//! Accept loop: binds one IPv4 `SO_REUSEADDR` listening socket and spawns one
//! session task per accepted connection, grounded in `shroom-net`'s
//! `ShroomServer::serve_tcp` (`server::mod`) — generalized from its
//! `TcpListenerStream` wrapper to a direct `tokio::select!` against
//! `ctrl_c()` so the loop also honors a single process-wide stop signal.

use std::net::SocketAddr;
use std::sync::atomic::{AtomicU64, Ordering};
use std::sync::Arc;

use tokio::net::{TcpListener, TcpSocket};

use crate::broker::BrokerState;
use crate::error::BrokerResult;
use crate::session;

/// Binds the IPv4 `SO_REUSEADDR` listening socket without yet accepting on
/// it, so the caller can log/act on a successful bind before handing control
/// to [`serve`].
pub fn bind(port: u16) -> BrokerResult<TcpListener> {
    let addr: SocketAddr = ([0, 0, 0, 0], port).into();
    let socket = TcpSocket::new_v4()?;
    socket.set_reuseaddr(true)?;
    socket.bind(addr)?;
    Ok(socket.listen(1024)?)
}

pub async fn serve(listener: TcpListener, broker: Arc<BrokerState>) -> BrokerResult<()> {
    let next_id = AtomicU64::new(1);

    loop {
        tokio::select! {
            accepted = listener.accept() => {
                match accepted {
                    Ok((stream, peer)) => {
                        let id = next_id.fetch_add(1, Ordering::Relaxed);
                        log::debug!("accepted connection {id} from {peer}");
                        let broker = Arc::clone(&broker);
                        tokio::spawn(async move {
                            session::run(broker, stream, id).await;
                        });
                    }
                    Err(err) => {
                        // Tokio/mio retries EINTR internally before it ever
                        // reaches here, so any error observed at this point is
                        // a genuine fault: log it and stop accepting.
                        log::error!("accept failed, stopping accept loop: {err}");
                        return Err(err.into());
                    }
                }
            }
            _ = tokio::signal::ctrl_c() => {
                log::info!("shutdown signal received, stopping accept loop");
                break;
            }
        }
    }

    Ok(())
}
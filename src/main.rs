use std::process::ExitCode;
use std::sync::Arc;

use clap::Parser;

use chat_broker::broker::BrokerState;
use chat_broker::config::Cli;
use chat_broker::event_log::EventLog;
use chat_broker::listener;

#[tokio::main]
async fn main() -> ExitCode {
    env_logger::Builder::from_env(env_logger::Env::default().default_filter_or("info")).init();

    let config = match Cli::parse().into_config() {
        Ok(config) => config,
        Err(err) => {
            eprintln!("chat-broker: {err}");
            return ExitCode::FAILURE;
        }
    };

    let log = match EventLog::open(&config.log_path) {
        Ok(log) => log,
        Err(err) => {
            eprintln!(
                "chat-broker: cannot open log file {}: {err}",
                config.log_path.display()
            );
            return ExitCode::FAILURE;
        }
    };

    let tcp_listener = match listener::bind(config.port) {
        Ok(tcp_listener) => tcp_listener,
        Err(err) => {
            eprintln!("chat-broker: cannot bind port {}: {err}", config.port);
            return ExitCode::FAILURE;
        }
    };

    log::info!(
        "Chat server started on port {}. Log file: {}",
        config.port,
        config.log_path.display()
    );

    let broker = Arc::new(BrokerState::new(log));

    if let Err(err) = listener::serve(tcp_listener, Arc::clone(&broker)).await {
        eprintln!("chat-broker: {err}");
        return ExitCode::FAILURE;
    }

    broker.log.record("Server shutting down.");
    ExitCode::SUCCESS
}
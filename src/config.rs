use clap::Parser;

use crate::error::{BrokerError, BrokerResult};

const DEFAULT_PORT: u16 = 5555;
const DEFAULT_LOG_PATH: &str = "chat.log";

/// `broker [port] [log_path]` — positional, matching the reference CLI contract.
#[derive(Debug, Parser)]
#[command(name = "chat-broker", about = "Multi-room text chat broker")]
pub struct Cli {
    /// TCP port to listen on.
    port: Option<String>,

    /// Path to the append-only event log.
    log_path: Option<String>,
}

#[derive(Debug, Clone)]
pub struct Config {
    pub port: u16,
    pub log_path: std::path::PathBuf,
}

impl Cli {
    pub fn into_config(self) -> BrokerResult<Config> {
        let port = match self.port {
            Some(raw) => raw
                .parse::<u16>()
                .map_err(|_| BrokerError::Config(format!("invalid port: {raw}")))?,
            None => DEFAULT_PORT,
        };
        let log_path = self
            .log_path
            .map(std::path::PathBuf::from)
            .unwrap_or_else(|| std::path::PathBuf::from(DEFAULT_LOG_PATH));

        Ok(Config { port, log_path })
    }
}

_What is needed_: Return exactly, and only, the lines from the start of the listing through the line with "use crate::session;".

_Response_:
//! Accept loop: binds one IPv4 `SO_REUSEADDR` listening socket and spawns one
//! session task per accepted connection, grounded in `shroom-net`'s
//! `ShroomServer::serve_tcp` (`server::mod`) — generalized from its
//! `TcpListenerStream` wrapper to a direct `tokio::select!` against
//! `ctrl_c()` so the loop also honors a single process-wide stop signal.

use std::net::SocketAddr;
use std::sync::atomic::{AtomicU64, Ordering};
use std::sync::Arc;

use tokio::net::{TcpListener, TcpSocket};

use crate::broker::BrokerState;
use crate::error::BrokerResult;
use crate::session;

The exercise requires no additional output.